Netflix’s The Crown is a royal soap about the spare (King George VI) assuming the throne of the heir (Edward VII) and the ultimate ascension by his daughter Elizabeth. But let’s talk about the real stars of the show: the crowns! How were the monarchs’ spectacular crowns recreated, and how much of the show’s rumored $100 million budget went into making them? Assistant costume designer Emma O’Loughlin says researching the extravagant headpieces owned by one of the world’s richest families was easy thanks to a trove of books, documentaries, file footage, and old news photos referencing the historic pieces. As for their cost, they were all rented! Turns out, for a fee, anyone can lease handmade replicas of the crown jewels and royal jewelry from London-based Royal Exhibitions. Here’s what else we learned from the series’ official crown wrangler.

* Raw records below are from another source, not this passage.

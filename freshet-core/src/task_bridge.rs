// Copyright 2026 Freshet contributors
// Licensed under the Apache License, Version 2.0
// http://www.apache.org/licenses/LICENSE-2.0

//! Bridges a structured-concurrency task into push-based delivery.

use crate::cancel_token::CancelToken;
use crate::completion::{Completion, Never};
use crate::demand::Demand;
use crate::lock::Guarded;
use crate::publisher::Publisher;
use crate::subscriber::{AnySubscriber, Subscriber};
use crate::subscription::{AnySubscription, Subscription};
use core::future::Future;
use core::pin::Pin;
use std::sync::{Arc, Weak};

type BoxFuture<E> = Pin<Box<dyn Future<Output = Result<(), E>> + Send>>;
type Operation<T, E> = dyn Fn(Emitter<T>) -> BoxFuture<E> + Send + Sync;

/// A publisher that runs an async operation per subscription.
///
/// The operation receives an [`Emitter`] through which it pushes zero or
/// more values, and terminates by returning: `Ok(())` becomes
/// [`Completion::Finished`], `Err(e)` becomes [`Completion::Failed`].
///
/// Exactly one task is spawned per subscription, on the first positive
/// demand request; further requests while it runs are no-ops. Cancelling the
/// subscription cooperatively cancels the task and suppresses every signal
/// from then on - when cancellation races natural completion, cancellation
/// wins. Dropping the last subscription handle cancels the task too, so no
/// background work outlives its subscription.
///
/// Must be subscribed from within a tokio runtime; the task is spawned with
/// `tokio::spawn`.
///
/// ```no_run
/// use freshet_core::TaskBridge;
///
/// let ticks = TaskBridge::<u32, freshet_core::FreshetError>::new(|emitter| async move {
///     for n in 0..5 {
///         emitter.send(n);
///         tokio::time::sleep(std::time::Duration::from_millis(100)).await;
///     }
///     Ok(())
/// });
/// ```
pub struct TaskBridge<T, E> {
    operation: Arc<Operation<T, E>>,
}

impl<T, E> TaskBridge<T, E>
where
    T: Send + 'static,
    E: Send + 'static,
{
    /// Wraps a multi-emission async operation.
    pub fn new<F, Fut>(operation: F) -> Self
    where
        F: Fn(Emitter<T>) -> Fut + Send + Sync + 'static,
        Fut: Future<Output = Result<(), E>> + Send + 'static,
    {
        Self {
            operation: Arc::new(move |emitter| Box::pin(operation(emitter))),
        }
    }

    /// Wraps an async operation producing a single value.
    pub fn from_future<F, Fut>(future: F) -> Self
    where
        F: Fn() -> Fut + Send + Sync + 'static,
        Fut: Future<Output = Result<T, E>> + Send + 'static,
    {
        Self::new(move |emitter| {
            let fut = future();
            async move {
                let value = fut.await?;
                emitter.send(value);
                Ok(())
            }
        })
    }
}

impl<T> TaskBridge<T, Never>
where
    T: Send + 'static,
{
    /// Wraps a multi-emission operation that cannot fail.
    pub fn infallible<F, Fut>(operation: F) -> Self
    where
        F: Fn(Emitter<T>) -> Fut + Send + Sync + 'static,
        Fut: Future<Output = ()> + Send + 'static,
    {
        Self::new(move |emitter| {
            let fut = operation(emitter);
            async move {
                fut.await;
                Ok(())
            }
        })
    }

    /// Wraps a single-value operation that cannot fail.
    pub fn infallible_future<F, Fut>(future: F) -> Self
    where
        F: Fn() -> Fut + Send + Sync + 'static,
        Fut: Future<Output = T> + Send + 'static,
    {
        Self::infallible(move |emitter| {
            let fut = future();
            async move {
                emitter.send(fut.await);
            }
        })
    }
}

impl<T, E> Clone for TaskBridge<T, E> {
    fn clone(&self) -> Self {
        Self {
            operation: self.operation.clone(),
        }
    }
}

impl<T, E> Publisher for TaskBridge<T, E>
where
    T: Send + 'static,
    E: Send + 'static,
{
    type Output = T;
    type Failure = E;

    fn subscribe<S>(&self, subscriber: S)
    where
        S: Subscriber<Input = T, Failure = E> + 'static,
    {
        let downstream = AnySubscriber::new(subscriber);
        let shared = Arc::new(BridgeShared {
            state: Guarded::new(BridgeState {
                downstream: Some(downstream.clone()),
                started: false,
            }),
            token: CancelToken::new(),
        });
        downstream.receive_subscription(AnySubscription::new(BridgeSubscription {
            shared,
            operation: self.operation.clone(),
        }));
    }
}

struct BridgeState<T, E> {
    downstream: Option<AnySubscriber<T, E>>,
    started: bool,
}

struct BridgeShared<T, E> {
    state: Guarded<BridgeState<T, E>>,
    token: CancelToken,
}

impl<T, E> BridgeShared<T, E>
where
    T: Send + 'static,
    E: Send + 'static,
{
    fn shut_down(&self) {
        let downstream = self.state.with_lock(|s| s.downstream.take());
        self.token.cancel();
        drop(downstream);
    }
}

trait EmitSink<T>: Send + Sync {
    fn emit(&self, value: T);
}

impl<T, E> EmitSink<T> for BridgeShared<T, E>
where
    T: Send + 'static,
    E: Send + 'static,
{
    fn emit(&self, value: T) {
        // Emissions racing cancellation are dropped, not delayed.
        if self.token.is_cancelled() {
            return;
        }
        let downstream = self.state.with_lock(|s| s.downstream.clone());
        if let Some(downstream) = downstream {
            let _ = downstream.receive(value);
        }
    }
}

/// The push side handed to a [`TaskBridge`] operation.
///
/// Holds no strong reference to the subscription: once the subscription is
/// cancelled or dropped, `send` becomes a no-op.
pub struct Emitter<T> {
    sink: Weak<dyn EmitSink<T>>,
}

impl<T> Emitter<T> {
    /// Delivers one value downstream, unless the subscription is gone.
    pub fn send(&self, value: T) {
        if let Some(sink) = self.sink.upgrade() {
            sink.emit(value);
        }
    }
}

impl<T> Clone for Emitter<T> {
    fn clone(&self) -> Self {
        Self {
            sink: self.sink.clone(),
        }
    }
}

struct BridgeSubscription<T, E>
where
    T: Send + 'static,
    E: Send + 'static,
{
    shared: Arc<BridgeShared<T, E>>,
    operation: Arc<Operation<T, E>>,
}

impl<T, E> Subscription for BridgeSubscription<T, E>
where
    T: Send + 'static,
    E: Send + 'static,
{
    fn request(&self, demand: Demand) {
        if demand.is_none() {
            return;
        }
        let start = self.shared.state.with_lock(|s| {
            if s.started || s.downstream.is_none() {
                false
            } else {
                s.started = true;
                true
            }
        });
        if !start {
            return;
        }

        let strong: Arc<dyn EmitSink<T>> = self.shared.clone();
        let sink: Weak<dyn EmitSink<T>> = Arc::downgrade(&strong);
        let emitter = Emitter { sink };
        let future = (self.operation)(emitter);
        let shared = Arc::downgrade(&self.shared);
        let token = self.shared.token.clone();

        tracing::trace!("spawning bridge task");
        tokio::spawn(async move {
            tokio::select! {
                // Cancellation wins when both are ready.
                biased;
                () = token.cancelled() => {
                    tracing::trace!("bridge task cancelled");
                }
                result = future => {
                    let downstream = shared
                        .upgrade()
                        .and_then(|shared| shared.state.with_lock(|s| s.downstream.take()));
                    if let Some(downstream) = downstream {
                        downstream.receive_completion(Completion::from(result));
                    }
                }
            }
        });
    }

    fn cancel(&self) {
        self.shared.shut_down();
    }
}

impl<T, E> Drop for BridgeSubscription<T, E>
where
    T: Send + 'static,
    E: Send + 'static,
{
    fn drop(&mut self) {
        // The task is owned by this subscription; never orphan it.
        self.shared.shut_down();
    }
}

The heirloom tiara Elizabeth wore on her wedding day was flawed.
The series opens with Princess Elizabeth’s marriage to Prince Philip, to which she wore a 1919 diamond-fringe tiara made for her grandmother Queen Mary. On loan from her mother, Elizabeth didn’t return the tiara in the same condition she got it. O’Loughlin says as the princess got ready on her wedding day, somehow the frame snapped. Crown Jewelers, Garrard & Co., were quickly dispatched to repair it. But O’Loughlin says you can see a gap in the tiara in the princess’s wedding photos.
Two coronation crowns are better than one.
At King George’s coronation, the monarch wears two headpieces: the St. Edward's Crown the moment he gets the gig, and the Imperial State Crown as the ceremony ends. The former dates back to 1661, and once featured tourmalines, white and yellow topazes, rubies, amethysts, sapphires, garnets, peridots, zircons, spinels, and aquamarines mounted in enameled gold collets. Though also a foot tall, the lighter, nearly five-pound version George wore had the semi-precious stones it was reset with in 1911. Based on one of Queen Victoria’s 1838 crown, the Imperial State Crown was made expressly for George in 1937 by Garrard & Co. In addition to its three huge stones — the Cullian II diamond, the Stuart Sapphire, and the Black Prince’s Ruby, a large irregular cabochon red spinel — there are 2,868 diamonds, 269 pearls, 17 sapphires, and 11 emeralds.
Sadly, the versions Jared Harris (George) and Claire Foy (Elizabeth) wore were made of metal and gold plate set with high-quality crystal stones. To ensure Foy’s crowns fit, O’Loughlin says they padded the interiors — possibly the same way the real versions were adapted for the current Queen back in 1953.
The tiara Elizabeth wore to Winston Churchill’s farewell dinner was in regular rotation.
The Cambridge Lovers Knot, commissioned by Queen Mary in 1913 or 1914 from Garrard & Co., was a favorite Elizabeth wore often in the early 1950s before retiring it in favor of other options, including one called Girls of Great Britain and Ireland. The Lovers Knot resurfaced after the Queen loaned it to Princess Diana for her wedding. Though the princess chose to wear a Spencer family heirloom, she held onto the piece and wore it often. Most recently, it’s been seen on Kate Middleton.
Princess Margaret did turn to Elizabeth for tiaras.
Margaret was known for borrowing Elizabeth’s 1936 Cartier diamond-and-platinum “Halo” tiara, an anniversary gift from Elizabeth’s dad to her mom that the Queen gave her when she turned 18. O’Loughlin says copyright issues kept them from showing it. (Could this be why?) Instead, we see Margaret wearing Elizabeth’s Cambridge Lover's Knot at the ambassador's ball and the theater.
The Queen Mum’s tiara is a hand-me-down.
The Greville Tiara the Queen Mother wore regularly originally belonged to society hostess Margaret Greville, a chum of the Queen’s. When she died in 1942, she left all of her jewels, including the 1921 Boucheron diamond tiara, to the Queen. More recently, you may have seen it on Camilla, Duchess of Cornwall.
Queen Elizabeth wears another one of her favorites for her official photo.
For her shoot with famed British fashion photographer Cecil Beaton in the final episode of the Netflix show, Elizabeth wears the Imperial State Diadem. The openwork silver frame lined with gold is set with pearl bands and 1,633 diamonds, including those in four cross pattées, and four sprays, representing the U.K.’s national emblems. Modified over the years, the headpiece’s distinctly feminine look belies the fact it was made for King George IV's 1821 coronation. The Queen still wears it today.